Empirical evaluations against competitive benchmarks such as TAP demonstrate MAD-MAX's superior performance, achieving a 97% attack success rate (ASR) on GPT-4o and Gemini-Pro. This is coupled with a marked reduction in the number of queries required to achieve effective jailbreaks, underscoring the cost-efficiency benefits of the method.

Experimental Setup

MAD-MAX was tested using a standardized set of adversarial goals that span a broad range of potential misuse scenarios. The setup was designed to closely replicate real-world conditions wherein LLMs must resist a spectrum of malicious inputs. The framework was validated using advanced models from OpenAI and Google, with a focus on balancing attack efficacy with practicality in computational expense.

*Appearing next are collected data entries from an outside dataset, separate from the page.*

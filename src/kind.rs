//! The registry of schema kinds and their 4-bit wire tags.

use crate::bits::{BitReader, BitWriter};
use crate::codec::BitCodec;
use crate::error::{Error, Result};
use serde::{Deserialize, Serialize};
use std::fmt;
use std::str::FromStr;

/// Width of a kind tag on the wire.
pub const TAG_BITS: usize = 4;

/// The structural category of a schema node.
///
/// The discriminant is the wire tag: primitives take 0 through 7, structural kinds take 8 through
/// 13. Tags 14 and 15 are unassigned.
#[derive(Clone, Copy, Debug, PartialEq, Eq, Hash, PartialOrd, Ord, Serialize, Deserialize)]
#[repr(u8)]
pub enum Kind {
    Null = 0,
    Boolean = 1,
    Int = 2,
    Long = 3,
    Float = 4,
    Double = 5,
    String = 6,
    Bytes = 7,
    Record = 8,
    Union = 9,
    Array = 10,
    Map = 11,
    Enum = 12,
    Fixed = 13,
}

impl Kind {
    /// The leaf kinds, in tag order.
    pub const PRIMITIVES: [Kind; 8] = [
        Kind::Null,
        Kind::Boolean,
        Kind::Int,
        Kind::Long,
        Kind::Float,
        Kind::Double,
        Kind::String,
        Kind::Bytes,
    ];

    /// The recursive or named kinds, in tag order.
    pub const STRUCTURAL: [Kind; 6] = [
        Kind::Record,
        Kind::Union,
        Kind::Array,
        Kind::Map,
        Kind::Enum,
        Kind::Fixed,
    ];

    /// Wire tag for this kind.
    pub fn tag(self) -> u8 {
        self as u8
    }

    /// Look up a kind by its wire tag.
    pub fn from_tag(tag: u8) -> Result<Kind> {
        Kind::PRIMITIVES
            .iter()
            .chain(Kind::STRUCTURAL.iter())
            .copied()
            .find(|kind| kind.tag() == tag)
            .ok_or(Error::UnknownTag(tag))
    }

    pub fn is_primitive(self) -> bool {
        self.tag() < Kind::Record.tag()
    }

    /// The lowercase type name, as used in textual schema documents.
    pub fn name(self) -> &'static str {
        match self {
            Kind::Null => "null",
            Kind::Boolean => "boolean",
            Kind::Int => "int",
            Kind::Long => "long",
            Kind::Float => "float",
            Kind::Double => "double",
            Kind::String => "string",
            Kind::Bytes => "bytes",
            Kind::Record => "record",
            Kind::Union => "union",
            Kind::Array => "array",
            Kind::Map => "map",
            Kind::Enum => "enum",
            Kind::Fixed => "fixed",
        }
    }
}

impl fmt::Display for Kind {
    fn fmt(&self, f: &mut fmt::Formatter) -> fmt::Result {
        f.write_str(self.name())
    }
}

impl FromStr for Kind {
    type Err = Error;

    /// Parse a type name. Anything outside the 14 supported kinds, including logical types like
    /// `uuid` or `timestamp-millis`, fails with [`Error::UnsupportedKind`].
    fn from_str(s: &str) -> Result<Self> {
        Kind::PRIMITIVES
            .iter()
            .chain(Kind::STRUCTURAL.iter())
            .copied()
            .find(|kind| kind.name() == s)
            .ok_or_else(|| Error::UnsupportedKind(s.to_string()))
    }
}

/// Encodes and decodes kind tags.
#[derive(Clone, Copy, Debug, Default)]
pub struct KindCodec;

impl BitCodec for KindCodec {
    type Item = Kind;

    fn validate(&self, _kind: &Kind) -> Result<()> {
        // Every Kind value has a tag.
        Ok(())
    }

    fn size_of(&self, _kind: &Kind) -> Result<usize> {
        Ok(TAG_BITS)
    }

    fn encode(&self, kind: &Kind, buf: &mut BitWriter) -> Result<()> {
        buf.append(kind.tag() as u64, TAG_BITS)
    }

    fn decode(&self, buf: &mut BitReader) -> Result<Kind> {
        Kind::from_tag(buf.read(TAG_BITS)? as u8)
    }
}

Figure 3: Average cosine similarity among prompts in each iteration per goal with GPT-4o as target.

Discussion

The results highlight the robustness of MAD-MAX in diversifying attack strategies and lowering query costs, which is critical in scalable AI security audits. The system's extensibility and efficacy in rapidly evolving threat landscapes position it as a viable alternative to traditional red-teaming methodologies. Additionally, the method's adaptability could be leveraged for continuous learning frameworks, where progressive improvements in attack libraries directly translate to enhanced model fortification measures.

Conclusion

MAD-MAX offers significant advancements in automated red teaming for LLMs. Its modular framework and enhanced attack diversification strategy not only improve upon existing methodologies but also provide a foundation for future research into adaptive security testing mechanisms. This approach not only addresses current deficiencies but also equips models with the resilience needed to confront emerging threats in an ever-evolving digital environment.